» What to do: Exactly as written, output each of the entries below.

::::::

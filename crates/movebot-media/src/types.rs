use serde::{Deserialize, Serialize};

use movebot_core::types::Provider;

/// Broad media class derived from the content type.
#[derive(Debug, Clone, Copy, PartialEq, Eq, Serialize, Deserialize)]
#[serde(rename_all = "lowercase")]
pub enum MediaKind {
    Image,
    Video,
    Audio,
    Document,
}

impl MediaKind {
    pub fn as_str(&self) -> &'static str {
        match self {
            MediaKind::Image => "image",
            MediaKind::Video => "video",
            MediaKind::Audio => "audio",
            MediaKind::Document => "document",
        }
    }

    /// Classify a MIME content type. Unknown types land in `Document`.
    pub fn from_content_type(content_type: &str) -> Self {
        let ct = content_type.to_ascii_lowercase();
        if ct.starts_with("image/") {
            MediaKind::Image
        } else if ct.starts_with("video/") {
            MediaKind::Video
        } else if ct.starts_with("audio/") {
            MediaKind::Audio
        } else {
            MediaKind::Document
        }
    }

    /// Extension used in the object key.
    pub fn extension_for(content_type: &str) -> &'static str {
        match content_type.to_ascii_lowercase().as_str() {
            "image/jpeg" | "image/jpg" => "jpg",
            "image/png" => "png",
            "image/webp" => "webp",
            "video/mp4" => "mp4",
            "video/quicktime" => "mov",
            "audio/ogg" => "ogg",
            "audio/mpeg" => "mp3",
            "application/pdf" => "pdf",
            _ => "bin",
        }
    }
}

impl std::fmt::Display for MediaKind {
    fn fmt(&self, f: &mut std::fmt::Formatter<'_>) -> std::fmt::Result {
        f.write_str(self.as_str())
    }
}

/// One ingested media object. Keys are UUID-based; no public URLs are ever
/// persisted.
#[derive(Debug, Clone, Serialize, Deserialize)]
pub struct MediaAsset {
    pub id: String,
    pub tenant_id: String,
    pub lead_id: Option<String>,
    pub chat_id: String,
    pub provider: Provider,
    pub kind: MediaKind,
    pub content_type: String,
    pub size_bytes: u64,
    pub s3_key: String,
    pub expires_at: Option<String>,
    pub created_at: String,
}

#[cfg(test)]
mod tests {
    use super::*;

    #[test]
    fn kind_from_content_type() {
        assert_eq!(MediaKind::from_content_type("image/jpeg"), MediaKind::Image);
        assert_eq!(MediaKind::from_content_type("VIDEO/MP4"), MediaKind::Video);
        assert_eq!(MediaKind::from_content_type("audio/ogg"), MediaKind::Audio);
        assert_eq!(
            MediaKind::from_content_type("application/zip"),
            MediaKind::Document
        );
    }

    #[test]
    fn extension_mapping() {
        assert_eq!(MediaKind::extension_for("image/jpeg"), "jpg");
        assert_eq!(MediaKind::extension_for("video/mp4"), "mp4");
        assert_eq!(MediaKind::extension_for("application/x-unknown"), "bin");
    }
}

::::::

» Solution:
filename crates/movebot-media/src/types.rs
use serde::{Deserialize, Serialize};

use movebot_core::types::Provider;

/// Broad media class derived from the content type.
#[derive(Debug, Clone, Copy, PartialEq, Eq, Serialize, Deserialize)]
#[serde(rename_all = "lowercase")]
pub enum MediaKind {
    Image,
    Video,
    Audio,
    Document,
}

impl MediaKind {
    pub fn as_str(&self) -> &'static str {
        match self {
            MediaKind::Image => "image",
            MediaKind::Video => "video",
            MediaKind::Audio => "audio",
            MediaKind::Document => "document",
        }
    }

    /// Classify a MIME content type. Unknown types land in `Document`.
    pub fn from_content_type(content_type: &str) -> Self {
        let ct = content_type.to_ascii_lowercase();
        if ct.starts_with("image/") {
            MediaKind::Image
        } else if ct.starts_with("video/") {
            MediaKind::Video
        } else if ct.starts_with("audio/") {
            MediaKind::Audio
        } else {
            MediaKind::Document
        }
    }

    /// Extension used in the object key.
    pub fn extension_for(content_type: &str) -> &'static str {
        match content_type.to_ascii_lowercase().as_str() {
            "image/jpeg" | "image/jpg" => "jpg",
            "image/png" => "png",
            "image/webp" => "webp",
            "video/mp4" => "mp4",
            "video/quicktime" => "mov",
            "audio/ogg" => "ogg",
            "audio/mpeg" => "mp3",
            "application/pdf" => "pdf",
            _ => "bin",
        }
    }
}

impl std::fmt::Display for MediaKind {
    fn fmt(&self, f: &mut std::fmt::Formatter<'_>) -> std::fmt::Result {
        f.write_str(self.as_str())
    }
}

/// One ingested media object. Keys are UUID-based; no public URLs are ever
/// persisted.
#[derive(Debug, Clone, Serialize, Deserialize)]
pub struct MediaAsset {
    pub id: String,
    pub tenant_id: String,
    pub lead_id: Option<String>,
    pub chat_id: String,
    pub provider: Provider,
    pub kind: MediaKind,
    pub content_type: String,
    pub size_bytes: u64,
    pub s3_key: String,
    pub expires_at: Option<String>,
    pub created_at: String,
}

#[cfg(test)]
mod tests {
    use super::*;

    #[test]
    fn kind_from_content_type() {
        assert_eq!(MediaKind::from_content_type("image/jpeg"), MediaKind::Image);
        assert_eq!(MediaKind::from_content_type("VIDEO/MP4"), MediaKind::Video);
        assert_eq!(MediaKind::from_content_type("audio/ogg"), MediaKind::Audio);
        assert_eq!(
            MediaKind::from_content_type("application/zip"),
            MediaKind::Document
        );
    }

    #[test]
    fn extension_mapping() {
        assert_eq!(MediaKind::extension_for("image/jpeg"), "jpg");
        assert_eq!(MediaKind::extension_for("video/mp4"), "mp4");
        assert_eq!(MediaKind::extension_for("application/x-unknown"), "bin");
    }
}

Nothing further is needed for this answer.